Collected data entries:
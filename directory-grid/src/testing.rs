//! Fake collaborators shared by the unit tests.

use std::cell::RefCell;
use std::collections::HashSet;

use crate::core::Entry;
use crate::fs::{FileSystemModel, Icon, invalid_file_name_reason};
use crate::host::ChooserHost;

#[derive(Clone, Debug, PartialEq, Eq)]
pub(crate) enum HostCall {
    Selected(Vec<Entry>),
    NavigateInto(Entry),
    Chose(Entry),
    Confirm,
    Status(String),
    Reveal(Entry),
}

#[derive(Debug, Default)]
pub(crate) struct RecordingHost {
    pub(crate) calls: Vec<HostCall>,
}

impl RecordingHost {
    pub(crate) fn take(&mut self) -> Vec<HostCall> {
        std::mem::take(&mut self.calls)
    }

    pub(crate) fn statuses(&self) -> Vec<String> {
        self.calls
            .iter()
            .filter_map(|c| match c {
                HostCall::Status(s) => Some(s.clone()),
                _ => None,
            })
            .collect()
    }
}

impl ChooserHost for RecordingHost {
    fn user_selected_entries(&mut self, entries: &[Entry]) {
        self.calls.push(HostCall::Selected(entries.to_vec()));
    }

    fn navigate_into(&mut self, entry: &Entry) {
        self.calls.push(HostCall::NavigateInto(entry.clone()));
    }

    fn user_chose_entry(&mut self, entry: &Entry) {
        self.calls.push(HostCall::Chose(entry.clone()));
    }

    fn confirm_dialog(&mut self) {
        self.calls.push(HostCall::Confirm);
    }

    fn set_status_text(&mut self, message: &str) {
        self.calls.push(HostCall::Status(message.to_string()));
    }

    fn reselect_and_reveal(&mut self, entry: &Entry) {
        self.calls.push(HostCall::Reveal(entry.clone()));
    }
}

/// In-memory file system: a set of directories plus a switch for refusing renames.
#[derive(Debug, Default)]
pub(crate) struct FakeFs {
    pub(crate) dirs: HashSet<Entry>,
    pub(crate) refuse_renames: bool,
    pub(crate) renames: RefCell<Vec<(Entry, Entry)>>,
}

impl FakeFs {
    pub(crate) fn with_dirs<I, E>(dirs: I) -> Self
    where
        I: IntoIterator<Item = E>,
        E: Into<Entry>,
    {
        Self {
            dirs: dirs.into_iter().map(Into::into).collect(),
            ..Self::default()
        }
    }
}

impl FileSystemModel for FakeFs {
    fn is_directory(&self, entry: &Entry) -> bool {
        self.dirs.contains(entry)
    }

    fn rename(&self, entry: &Entry, dest: &Entry) -> bool {
        if self.refuse_renames {
            return false;
        }
        self.renames.borrow_mut().push((entry.clone(), dest.clone()));
        true
    }

    fn icon_for(&self, entry: &Entry) -> Icon {
        if self.is_directory(entry) {
            Icon::FOLDER
        } else {
            Icon::FILE
        }
    }

    fn invalid_name_reason(&self, name: &str) -> Option<String> {
        invalid_file_name_reason(name)
    }
}
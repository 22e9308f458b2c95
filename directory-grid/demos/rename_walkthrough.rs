//! Scripted session against a scratch directory: select, rename, reject a bad
//! name, then open a subdirectory. Run with `RUST_LOG=directory_grid=trace` to
//! see every transition.

use std::path::PathBuf;

use directory_grid::{
    ChooserHost, DirectoryGrid, Entry, FixedAdvanceMetrics, GridConfig, GridError, GridEvent, Key,
    Modifiers, MouseButton, StdFileSystemModel, VecEntryModel, Viewport, logging,
};
use tracing::info;

struct PrintingDialog;

impl ChooserHost for PrintingDialog {
    fn user_selected_entries(&mut self, entries: &[Entry]) {
        let names: Vec<String> = entries.iter().map(Entry::display_name).collect();
        info!(?names, "selection changed");
    }

    fn navigate_into(&mut self, entry: &Entry) {
        info!(%entry, "navigate into");
    }

    fn user_chose_entry(&mut self, entry: &Entry) {
        info!(%entry, "chose");
    }

    fn confirm_dialog(&mut self) {
        info!("confirm dialog");
    }

    fn set_status_text(&mut self, message: &str) {
        info!(message, "status");
    }

    fn reselect_and_reveal(&mut self, entry: &Entry) {
        info!(%entry, "reveal");
    }
}

fn scratch_dir() -> std::io::Result<PathBuf> {
    let dir = std::env::temp_dir().join(format!("directory-grid-demo-{}", std::process::id()));
    let _ = std::fs::remove_dir_all(&dir);
    std::fs::create_dir_all(dir.join("projects"))?;
    std::fs::write(dir.join("notes.txt"), b"notes")?;
    std::fs::write(dir.join("todo.md"), b"- [ ] rename me")?;
    Ok(dir)
}

fn main() -> Result<(), Box<dyn std::error::Error>> {
    logging::init_tracing_with_filter("directory_grid=trace,rename_walkthrough=info");

    let dir = scratch_dir()?;
    let model = VecEntryModel::from_entries(
        ["notes.txt", "projects", "todo.md"].map(|name| dir.join(name)),
    );
    let mut grid = DirectoryGrid::new(model, FixedAdvanceMetrics::default(), GridConfig::default())
        .with_viewport(Viewport::new(480.0, 120.0));
    let fs = StdFileSystemModel;
    let mut dialog = PrintingDialog;

    info!(cell = ?grid.cell_geometry(), rows = grid.layout().rows(), "grid ready");

    let todo = grid.cell_bounds(2).ok_or(GridError::NoEntryAtIndex { index: 2 })?;
    grid.handle_event(
        GridEvent::MouseClicked {
            position: [todo.pos[0] + 2.0, todo.pos[1] + 2.0],
            button: MouseButton::Left,
            click_count: 1,
            modifiers: Modifiers::default(),
        },
        &fs,
        &mut dialog,
    )?;

    grid.edit(&fs)?;
    grid.handle_event(GridEvent::EditorTextChanged("../escape".into()), &fs, &mut dialog)?;
    grid.handle_event(GridEvent::EditorKeyReleased(Key::Enter), &fs, &mut dialog)?;
    info!(still_editing = grid.is_editing(), "after rejected name");

    grid.handle_event(GridEvent::EditorTextChanged("done.md".into()), &fs, &mut dialog)?;
    grid.handle_event(GridEvent::EditorKeyReleased(Key::Enter), &fs, &mut dialog)?;
    info!(
        renamed = dir.join("done.md").exists(),
        reveal = ?grid.take_reveal_request(),
        "after rename"
    );

    let projects = grid.cell_bounds(1).ok_or(GridError::NoEntryAtIndex { index: 1 })?;
    grid.handle_event(
        GridEvent::MouseClicked {
            position: [projects.pos[0] + 2.0, projects.pos[1] + 2.0],
            button: MouseButton::Left,
            click_count: 2,
            modifiers: Modifiers::default(),
        },
        &fs,
        &mut dialog,
    )?;

    std::fs::remove_dir_all(&dir)?;
    Ok(())
}
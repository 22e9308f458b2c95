use std::fmt;

use crate::cell_size::{CellGeometry, CellSizeCalculator, TextMetrics};
use crate::config::{GridConfig, Viewport};
use crate::core::{Entry, GridError, Key, MouseButton, Rect};
use crate::events::GridEvent;
use crate::fs::FileSystemModel;
use crate::host::ChooserHost;
use crate::layout::GridLayout;
use crate::model::{EntryModel, ModelChange};
use crate::rename::{EditSession, InlineRenameEditor, RenameOutcome};
use crate::selection::SelectionController;

#[cfg(feature = "tracing")]
use tracing::{debug, trace};

/// Wrapped grid of directory entries with in-place rename.
///
/// The grid owns its [`EntryModel`] and drains the model's change
/// notifications before every input event, so cell sizes and selection indices
/// always match the current listing. It does no I/O: directory tests and
/// renames go through the [`FileSystemModel`] passed with each event, and
/// everything the dialog must react to goes through [`ChooserHost`].
///
/// Examples
/// ```
/// use directory_grid::{
///     ChooserHost, DirectoryGrid, Entry, FixedAdvanceMetrics, GridConfig, GridEvent, Key,
///     StdFileSystemModel, VecEntryModel, Viewport,
/// };
///
/// #[derive(Default)]
/// struct Dialog {
///     chosen: Option<Entry>,
///     confirmed: bool,
/// }
///
/// impl ChooserHost for Dialog {
///     fn user_selected_entries(&mut self, _entries: &[Entry]) {}
///     fn navigate_into(&mut self, _entry: &Entry) {}
///     fn user_chose_entry(&mut self, entry: &Entry) {
///         self.chosen = Some(entry.clone());
///     }
///     fn confirm_dialog(&mut self) {
///         self.confirmed = true;
///     }
///     fn set_status_text(&mut self, _message: &str) {}
///     fn reselect_and_reveal(&mut self, _entry: &Entry) {}
/// }
///
/// let model = VecEntryModel::from_entries(["/nowhere/a.txt", "/nowhere/b.txt"]);
/// let mut grid = DirectoryGrid::new(model, FixedAdvanceMetrics::default(), GridConfig::default())
///     .with_viewport(Viewport::new(400.0, 300.0));
/// let mut dialog = Dialog::default();
///
/// // Enter with nothing selected lets the dialog decide.
/// grid.handle_event(GridEvent::KeyReleased(Key::Enter), &StdFileSystemModel, &mut dialog)
///     .unwrap();
/// assert!(dialog.confirmed);
/// ```
pub struct DirectoryGrid<M> {
    model: M,
    config: GridConfig,
    metrics: Box<dyn TextMetrics>,
    viewport: Option<Viewport>,
    sizer: CellSizeCalculator,
    cell: CellGeometry,
    selection: SelectionController,
    editor: InlineRenameEditor,
    reveal_next: Option<usize>,
    // selection changed while absorbing changes without a host at hand
    selection_dirty: bool,
}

**HOW TO COMPLETE THIS TASK:**
Counting only lines with the word "Some" in them, say how many there are in the entries above, with no other words.

**RESPONSE AREA:**
2